Sunday, May 18, 2008

Pieces

Has it been a week? My room is in crazy clutter. Bits and pieces of the past litter each corner. It needs cleaning, like my brain. My life. This bookshelf. I need to get rid of so many books. My infamous historical romances, my fantasies, my guilty pleasure. I used to take comfort in them before leaving for Australia. Like dark chocolate. Dirty, yummy, easy. I have not read a single one in a year. I found myself browsing Book Sale yesterday, but couldn't conjure enough enthusiasm. That comfort is over. All my photocopies are below. Journal articles, entire books. I need to come up with a 20 minute lecture on the European Union. Teaching demo for the Opus Dei on Tuesday. Gawd help me. I left my lectures and more journal articles in J's room. I would've brought them with me, but they were too heavy. A 20 minute lecture. It isn't all that bad, I've delivered monologues longer. I need to impress. Have I learned anything new in Australia? Yes. Not really.

My Klimt prints hang over my bed, sentinels standing guard while I sleep. I had bought them at one of the bouquinistes in Paris years ago. They are my sole comfort now. And my ciggies. I said Iwould quit on my birthday. Three weeks. Maybe next year. Gawd, I'll be twenty-eight. A year older, not necessarily wiser. I have not fully unpacked. My luggage lay strewn on the floor. Still stuff inside. When I find the will to clean my room, in two, three days, it will mean I've moved from this awful place. A week it has been. In limbo still. I am not fully home yet. All that I have left behind. All that is waiting for me here. I saw my best friend the other day, and her new husband, also an old college friend. They looked happy. And old. And settled. All that isn't me at the moment. I need to earn back the years I shed in Australia. I need to be properly cynical and angry again. About things other than myself.

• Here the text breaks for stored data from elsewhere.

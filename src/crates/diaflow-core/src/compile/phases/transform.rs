//! Phase 2: build typed nodes through the per-type factory.

use crate::compile::context::{CompilationContext, CompilationPhase, CompilerPhase};
use crate::domain::NodeType;
use crate::nodes::NodeFactory;

pub struct NodeTransformationPhase {
    factory: NodeFactory,
}

impl NodeTransformationPhase {
    pub fn new() -> Self {
        Self {
            factory: NodeFactory::new(),
        }
    }
}

impl CompilerPhase for NodeTransformationPhase {
    fn phase(&self) -> CompilationPhase {
        CompilationPhase::NodeTransformation
    }

    fn run(&self, ctx: &mut CompilationContext) {
        let mut typed = Vec::with_capacity(ctx.domain.nodes.len());
        let mut failures = Vec::new();

        for node in &ctx.domain.nodes {
            match self.factory.build(node) {
                Ok(built) => typed.push(built),
                Err(message) => failures.push((node.id.clone(), message)),
            }
        }

        for (node_id, message) in failures {
            ctx.node_error(self.phase(), node_id, message);
        }

        // Extract the start-node set and the person → nodes index while
        // the domain nodes are at hand.
        for node in &ctx.domain.nodes {
            if node.node_type == NodeType::Start {
                ctx.start_nodes.insert(node.id.clone());
            }
        }
        for built in &typed {
            if let Some(person) = built.person_id() {
                ctx.person_nodes
                    .entry(person.to_string())
                    .or_default()
                    .push(built.id().to_string());
            }
        }

        ctx.typed_nodes = typed;
    }
}

#[cfg(test)]
mod tests {
    use super::*;
    use crate::domain::{DomainDiagram, DomainNode};
    use crate::rules::{Environment, RuleRegistry};
    use serde_json::json;
    use std::sync::Arc;

    fn run_transform(domain: DomainDiagram) -> CompilationContext {
        let registry = Arc::new(RuleRegistry::with_defaults(Environment::Testing));
        let mut ctx = CompilationContext::new(domain, registry);
        NodeTransformationPhase::new().run(&mut ctx);
        ctx
    }

    #[test]
    fn test_builds_typed_nodes_and_indexes() {
        let domain = DomainDiagram::new()
            .with_node(DomainNode::new("s", NodeType::Start))
            .with_node(
                DomainNode::new("p", NodeType::PersonJob)
                    .with_prop("person", json!("alice"))
                    .with_prop("max_iteration", json!(3)),
            );
        let ctx = run_transform(domain);

        assert!(ctx.result.errors.is_empty());
        assert_eq!(ctx.typed_nodes.len(), 2);
        assert!(ctx.start_nodes.contains("s"));
        assert_eq!(ctx.person_nodes.get("alice").unwrap(), &vec!["p".to_string()]);
    }

    #[test]
    fn test_factory_failure_reported_with_node_id() {
        let domain = DomainDiagram::new()
            .with_node(DomainNode::new("s", NodeType::Start))
            .with_node(DomainNode::new("p", NodeType::PersonJob)); // missing person
        let ctx = run_transform(domain);

        let err = ctx.result.errors.first().unwrap();
        assert_eq!(err.node_id.as_deref(), Some("p"));
        assert_eq!(err.phase, CompilationPhase::NodeTransformation);
    }
}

On the way to Shaw the other day, I took the bus lane below the flyover near Galleria by mistake. Lost again. There was a young man who passed in front of the car, pedalling his trisikad furiously. In pursuit were Greenhills Barangay tanods. They were rough with him. We wondered if he stole the trisikad, still laden with black garbage bags. Two, then three more tanods came. The boy would not let go of his prize. I felt curiously detached, like I was dreaming the thing happening before my eyes. It is easy to avoid the unsavoury images of this city. One only need chase her blues away in our malls gigantesques. I was home. Everything old is new again.